TASK ITEM: Collect all lines below with the string "PKCE".

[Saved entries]
//! Workflow Orchestrator MCP Server
//!
//! An MCP server for task workflows with an embedded OAuth 2.0 authorization
//! server. Clients register dynamically, run the authorization code flow with
//! PKCE, and call the MCP endpoint with the bearer token they receive.
//!
//! # Features
//!
//! - **OAuth 2.0**: Authorization code + PKCE, refresh, revocation, dynamic registration
//! - **JWT tokens**: HS256/384/512 or RS256/384/512, looked up and revoked by SHA-256 hash
//! - **SQLite**: Clients, users, codes and tokens via sqlx
//! - **Bearer gate**: Middleware with RFC 6750 challenges for protected paths
//!
//! # Example
//!
//! ```no_run
//! use workflow_orchestrator_mcp::{config::Config, server::McpServer};
//!
//! #[tokio::main]
//! async fn main() -> anyhow::Result<()> {
//!     let config = Config::from_env()?;
//!     let server = McpServer::new(config).await?;
//!
//!     server.run_http(([0, 0, 0, 0], 8000).into()).await
//! }
//! ```

pub mod config;
pub mod error;
pub mod server;

pub use config::Config;
pub use error::{OAuthError, StoreError, TokenError};
pub use server::McpServer;
pub use server::oauth::OAuthServer;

RESULT FOR THIS EXERCISE:
//! PKCE, and call the MCP endpoint with the bearer token they receive.
//! - **OAuth 2.0**: Authorization code + PKCE, refresh, revocation, dynamic registration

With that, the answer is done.